Global Governance of Health analysis + dialogue with multilateral actors

 

Objectives

  • To summarize current institutional structures that support the achievement of the MDGs and challenges and opportunities these create for the future.
  • To propose changes to the present Global Governance of Health such that it holds governments and others more accountable for their responsibilities, enhancing the likelihood that the NHDGs will be achieved.
  • To clarify where in the Global Governance of Health landscape responsibilities for ensuring the affordability and accessibility of both new and existing essential medicines, building local research and production capacity, and ensuring financing of future research and development efforts should be discussed and agreed upon.

Tasks

  • Review of literature on Global Governance of Health, including the literature on international political economy of global health, such as the reasons that richer states are willing (or unwilling) to support health efforts in poorer states, what might increase this willingness, how international health financing interacts with national structures and priorities, and the most promising practices to ensure genuine partnerships, improve accountability, and strengthen country ownership.
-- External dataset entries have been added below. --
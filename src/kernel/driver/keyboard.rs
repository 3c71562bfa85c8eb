// src/kernel/driver/keyboard.rs
//! PS/2 キーボードドライバ
//!
//! CharDevice trait に基づいた型安全な実装。

use spin::Mutex;

use pc_keyboard::{DecodedKey, HandleControl, Keyboard, ScancodeSet1, layouts::Us104Key};

use crate::kernel::core::{Device, CharDevice, KernelResult};
use crate::arch::x86_64::port::{PortReadOnly, PortWriteOnly};

/// PS/2 キーボード
pub struct PS2Keyboard {
    data: PortReadOnly<u8>,
    status: PortReadOnly<u8>,
    command: PortWriteOnly<u8>,
}

impl PS2Keyboard {
    /// 新しいキーボードドライバを作成
    pub const fn new() -> Self {
        Self {
            data: PortReadOnly::new(0x60),
            status: PortReadOnly::new(0x64),
            command: PortWriteOnly::new(0x64),
        }
    }
    
    /// ステータスレジスタを読み取り
    fn read_status(&self) -> u8 {
        unsafe { self.status.read() }
    }
}

impl Device for PS2Keyboard {
    fn name(&self) -> &str {
        "PS/2 Keyboard"
    }
    
    fn init(&mut self) -> KernelResult<()> {
        // 初期化ロジック（必要なら）
        // コントローラのリセットなどはここで行う
        Ok(())
    }
    
    fn reset(&mut self) -> KernelResult<()> {
        self.init()
    }
}

impl CharDevice for PS2Keyboard {
    fn read_byte(&self) -> KernelResult<Option<u8>> {
        let status = self.read_status();
        // 出力バッファフルビット (bit 0) を確認
        if status & 0x01 != 0 {
            let scancode = unsafe { self.data.read() };
            Ok(Some(scancode))
        } else {
            Ok(None)
        }
    }
    
    fn write_byte(&mut self, _byte: u8) -> KernelResult<()> {
        // キーボードへの書き込みは通常コマンド送信だが、
        // CharDevice としてはサポートしない（またはLED制御などに使う）
        Ok(())
    }
}

impl PS2Keyboard {
    /// Read one raw scancode if the controller has one buffered.
    pub fn read_scancode(&mut self) -> Option<u8> {
        self.read_byte().ok().flatten()
    }
}

impl Default for PS2Keyboard {
    fn default() -> Self {
        Self::new()
    }
}

/// The PS/2 keyboard device, polled by the IRQ1 handler.
pub static KEYBOARD: Mutex<PS2Keyboard> = Mutex::new(PS2Keyboard::new());

const SCANCODE_BUF_LEN: usize = 256;

/// A small ring buffer of raw scancodes handed off from the IRQ1 handler to
/// whichever context later drains them, since there is no async executor
/// wired into the interrupt path itself.
pub struct ScancodeQueue {
    buf: [u8; SCANCODE_BUF_LEN],
    head: usize,
    tail: usize,
    len: usize,
}

impl ScancodeQueue {
    const fn new() -> Self {
        Self {
            buf: [0; SCANCODE_BUF_LEN],
            head: 0,
            tail: 0,
            len: 0,
        }
    }

    /// Push a scancode, dropping the oldest entry if the buffer is full.
    pub fn add_scancode(&mut self, scancode: u8) {
        if self.len == SCANCODE_BUF_LEN {
            self.head = (self.head + 1) % SCANCODE_BUF_LEN;
            self.len -= 1;
        }
        self.buf[self.tail] = scancode;
        self.tail = (self.tail + 1) % SCANCODE_BUF_LEN;
        self.len += 1;
    }

    pub fn pop(&mut self) -> Option<u8> {
        if self.len == 0 {
            return None;
        }
        let code = self.buf[self.head];
        self.head = (self.head + 1) % SCANCODE_BUF_LEN;
        self.len -= 1;
        Some(code)
    }
}

/// Raw scancodes queued by the IRQ1 handler, awaiting decode.
pub static SCANCODE_QUEUE: Mutex<ScancodeQueue> = Mutex::new(ScancodeQueue::new());

/// Decode queued scancodes into the next printable character, spin-waiting
/// until the queue (fed by the IRQ1 handler) produces one. Stands in for the
/// blocking `input_getc` collaborator the syscall dispatcher's `read(0, ...)`
/// path needs; there is no scheduler here to block a thread on instead.
pub fn blocking_getc() -> u8 {
    let mut decoder = Keyboard::new(ScancodeSet1::new(), Us104Key, HandleControl::Ignore);
    loop {
        let Some(scancode) = SCANCODE_QUEUE.lock().pop() else {
            core::hint::spin_loop();
            continue;
        };
        if let Ok(Some(event)) = decoder.add_byte(scancode) {
            if let Some(DecodedKey::Unicode(c)) = decoder.process_keyevent(event) {
                let mut utf8_buf = [0u8; 4];
                return c.encode_utf8(&mut utf8_buf).as_bytes()[0];
            }
        }
    }
}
A key part of this task is a summary of the current state of knowledge on Global Governance of Health addressing questions such as what are the existing global structures governing health or governing issues affecting health; who is the global polity in Global Governance of Health; who holds power and how is this power exerted; and what is the role of new actors, such as private foundations, in global governance.
  • WP4 will assess the consequences of the finding of other WPs for Global Governance of Health and formulate a proposal on how elements of the present Global Governance of Health architecture can be used to hold governments and other actors accountable for living up to their responsibilities, and what a future Global Governance of Health architecture could look like. Particular attention will be given to the role of the WHO and other key UN agencies involved with health. Larger questions to be examined include how to reconcile the trade-off between input (improved efficiency, accountability, representativeness) and output legitimacy (reduced morbidity/mortality) in choosing which actor to finance and support, whether the Global Governance of Health architecture should in general entail a looser structure involving different organisations competing to most effectively (in terms of input and output legitimacy) provide health financing and leverage their different strengths, or a more defined structure with clear coordination and delineation of functions; and specifically when competition or a more defined structure should be established – at what level (global, national, local), and in what areas (financing, innovation, implementation). This will be an essential part of a first draft of a NHDGs and a Global Social Contract.
  • The following task will involve obtaining feedback from multilateral actors to ensure that the proposed NHDGs are attuned to political realities and constraints. This would involve consultations with senior staff in the UN working on health such as in the WHO, the World Bank, and the United Nations Development Programme (UNDP) as well as with those working in the newer initiatives such as the Global Fund, the GAVI Alliance, and the Global Alliance for Improved Nutrition (GAIN).
  • Finally, WP4 will use the relationships it will have established to assess priorities for implementation with multilateral actors.